Here are the three biggest reasons why you need a gratitude practice.
1. Gratitude shifts your mindset
For something to change in your life, one of two things has to happen: your life changes, or you do. Waiting for life to change is a pretty passive solution. When you’re stuck in a problem mentality you miss out on all the opportunities for solutions that are knocking on your door every day, simply because you don’t even hear them or see them.
Open your eyes to a gratitude practice and all of a sudden things start to fall into place for you and for your business. Being an entrepreneur means being proactive, not passive, so switch your mindset and see life change.
How? Start by keeping a daily list of events that you are grateful for each night.
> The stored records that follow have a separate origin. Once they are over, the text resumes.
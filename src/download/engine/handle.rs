use tokio::sync::{mpsc, oneshot};
use tokio::task::JoinHandle;

use crate::download::{Artifact, DownloadError, DownloadEvent};

/// A download running on the Tokio runtime.
///
/// Events arrive on an unbounded channel that closes when the download ends;
/// the terminal outcome is delivered exactly once through [`result`](Self::result).
#[derive(Debug)]
pub struct DownloadHandle {
    url: String,
    events: mpsc::UnboundedReceiver<DownloadEvent>,
    result: oneshot::Receiver<Result<Artifact, DownloadError>>,
    task: JoinHandle<()>,
}

impl DownloadHandle {
    pub(super) fn new(
        url: String,
        events: mpsc::UnboundedReceiver<DownloadEvent>,
        result: oneshot::Receiver<Result<Artifact, DownloadError>>,
        task: JoinHandle<()>,
    ) -> Self {
        Self {
            url,
            events,
            result,
            task,
        }
    }

    /// The submitted input, trimmed.
    #[must_use]
    pub fn url(&self) -> &str {
        &self.url
    }

    /// Waits for the next event; `None` once the download has ended and every
    /// buffered event was consumed.
    pub async fn next_event(&mut self) -> Option<DownloadEvent> {
        self.events.recv().await
    }

    /// Returns a buffered event without waiting.
    pub fn try_next_event(&mut self) -> Option<DownloadEvent> {
        self.events.try_recv().ok()
    }

    /// Cancels the download. [`result`](Self::result) then reports
    /// [`DownloadError::Unknown`].
    pub fn abort(&self) {
        self.task.abort();
    }

    /// Waits for the terminal outcome. Unread events are discarded.
    ///
    /// # Errors
    ///
    /// Returns the download's [`DownloadError`], or [`DownloadError::Unknown`]
    /// if the task ended without reporting (aborted or panicked).
    pub async fn result(self) -> Result<Artifact, DownloadError> {
        match self.result.await {
            Ok(outcome) => outcome,
            Err(_) => Err(DownloadError::unknown(
                self.url,
                "download task ended without a result",
            )),
        }
    }
}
Some call it a gratitude journal. You can call it whatever you want. But focusing on who came to your aid that day, what opportunities arose and how the day planted fruitful seeds for a better tomorrow will prove to you day after day that you are well taken care of and capable of succeeding with all the help that surrounds you.
2. Gratitude creates solutions
Adopting a gratitude practice takes you out of problem and toward a solution. It removes you from complaining mode and into a best-outcomes mindset. That’s a skill you need in your life and in your business decision-making. Whole companies and industries have been created from seeing solutions where others only saw obstacles. What will your contribution be?
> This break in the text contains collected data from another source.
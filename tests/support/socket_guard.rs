//! Skips socket-bound tests in sandboxes that cannot bind localhost.
//!
//! Set `GHFETCH_REQUIRE_SOCKET_TESTS=1` in CI to turn a skip into a failure.

use std::net::TcpListener;
use std::panic::Location;

use wiremock::MockServer;

fn socket_tests_required() -> bool {
    std::env::var("GHFETCH_REQUIRE_SOCKET_TESTS")
        .ok()
        .is_some_and(|value| matches!(value.to_ascii_lowercase().as_str(), "1" | "true" | "yes"))
}

#[track_caller]
pub fn should_skip_socket_bound_test() -> bool {
    if TcpListener::bind("127.0.0.1:0").is_ok() {
        return false;
    }

    let location = Location::caller();
    let message = format!(
        "[socket-bound-test] cannot bind localhost socket at {}:{}",
        location.file(),
        location.line()
    );
    assert!(
        !socket_tests_required(),
        "{message}. Set GHFETCH_REQUIRE_SOCKET_TESTS=0 to allow skipping."
    );

    eprintln!("{message}. Skipping test.");
    true
}

pub async fn start_mock_server_or_skip() -> Option<MockServer> {
    if should_skip_socket_bound_test() {
        None
    } else {
        Some(MockServer::start().await)
    }
}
How? Simply start by keeping a mental checklist of your triggers. We all have our things that set us off into complaining or annoyance. What are your complaint triggers during the day? Just observe them for a few days and keep a list as they pop up. Then try to set some time at the end of the week, 15 minutes should be enough, to look at those triggers and brainstorm solutions.
This can be part of your integrated gratitude practice because if you can see the opportunity in the challenges you face, you will probably be onto to solving a pain-point for many other people as well. Gratitude has a ripple effect that could just echo through your startup.
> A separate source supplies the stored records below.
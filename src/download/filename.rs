//! Filename derivation from URLs and safe path resolution for saved artifacts.

use std::borrow::Cow;
use std::path::{Component, Path, PathBuf};

use url::Url;

/// Name used when a URL has no usable final segment.
pub const FALLBACK_FILENAME: &str = "download";

/// Derives the artifact filename from the URL's final path segment.
///
/// The segment is percent-decoded; query and fragment never contribute. If the
/// segment does not decode to valid UTF-8 the raw segment is kept. An empty
/// final segment yields [`FALLBACK_FILENAME`].
#[must_use]
pub fn filename_from_url(url: &Url) -> String {
    let Some(last) = url.path_segments().and_then(|mut s| s.next_back()) else {
        return FALLBACK_FILENAME.to_string();
    };
    if last.is_empty() {
        return FALLBACK_FILENAME.to_string();
    }
    urlencoding::decode(last).map_or_else(|_| last.to_string(), Cow::into_owned)
}

/// Sanitizes a filename for the local filesystem.
///
/// Replaces characters that are invalid on common filesystems:
/// / \ : * ? " < > |
#[must_use]
pub fn sanitize_filename(name: &str) -> String {
    let sanitized: String = name
        .chars()
        .map(|c| match c {
            '/' | '\\' | ':' | '*' | '?' | '"' | '<' | '>' | '|' => '_',
            c if c.is_control() => '_',
            c => c,
        })
        .collect();

    if sanitized.trim_matches('_').is_empty() {
        return FALLBACK_FILENAME.to_string();
    }

    if is_safe_filename_segment(&sanitized) {
        sanitized
    } else {
        sanitized.replace('.', "_")
    }
}

/// Resolves a path in `dir` that does not exist yet.
///
/// `tool.zip` becomes `tool_1.zip`, `tool_2.zip`, ... when taken.
#[must_use]
pub fn resolve_unique_path(dir: &Path, filename: &str) -> PathBuf {
    let filename = sanitize_filename(filename);
    let base_path = dir.join(&filename);
    if !base_path.exists() {
        return base_path;
    }

    let (stem, ext) = split_extension(&filename);
    let mut suffix: u64 = 1;
    loop {
        let candidate = dir.join(format!("{stem}_{suffix}{ext}"));
        if !candidate.exists() {
            return candidate;
        }
        suffix += 1;
    }
}

/// Splits `name` before its last extension, keeping compound `.tar.*` together.
fn split_extension(name: &str) -> (&str, &str) {
    if let Some(pos) = name.find(".tar.")
        && pos > 0
    {
        return (&name[..pos], &name[pos..]);
    }
    match name.rfind('.') {
        Some(pos) if pos > 0 => (&name[..pos], &name[pos..]),
        _ => (name, ""),
    }
}

fn is_safe_filename_segment(name: &str) -> bool {
    !Path::new(name).components().any(|component| {
        matches!(
            component,
            Component::CurDir | Component::ParentDir | Component::RootDir | Component::Prefix(_)
        )
    })
}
3. Gratitude is contagious
I can’t speak for you, but I personally don’t like being in business with jerks. I don’t like whiners, complainers or otherwise unpleasant-to-be-around people. There are too many smart, talented and pleasing-to-be-around individuals in this world for me to want to work with or hire the ones that aren’t.
When you’re grateful you tend to exude and share that contagious positive energy. People like me like that and we tend to be drawn to you. Our energy is contagious and we do good things together and are better for having come together. That’s pretty much the only contagious thing happening in the world right now that you can get excited about.
How? Watch your words. What you say is usually how you act, so be aware of complaining and replace whines with positive words. Start with you, be the change and watch as the world changes around you and your gratitude practice.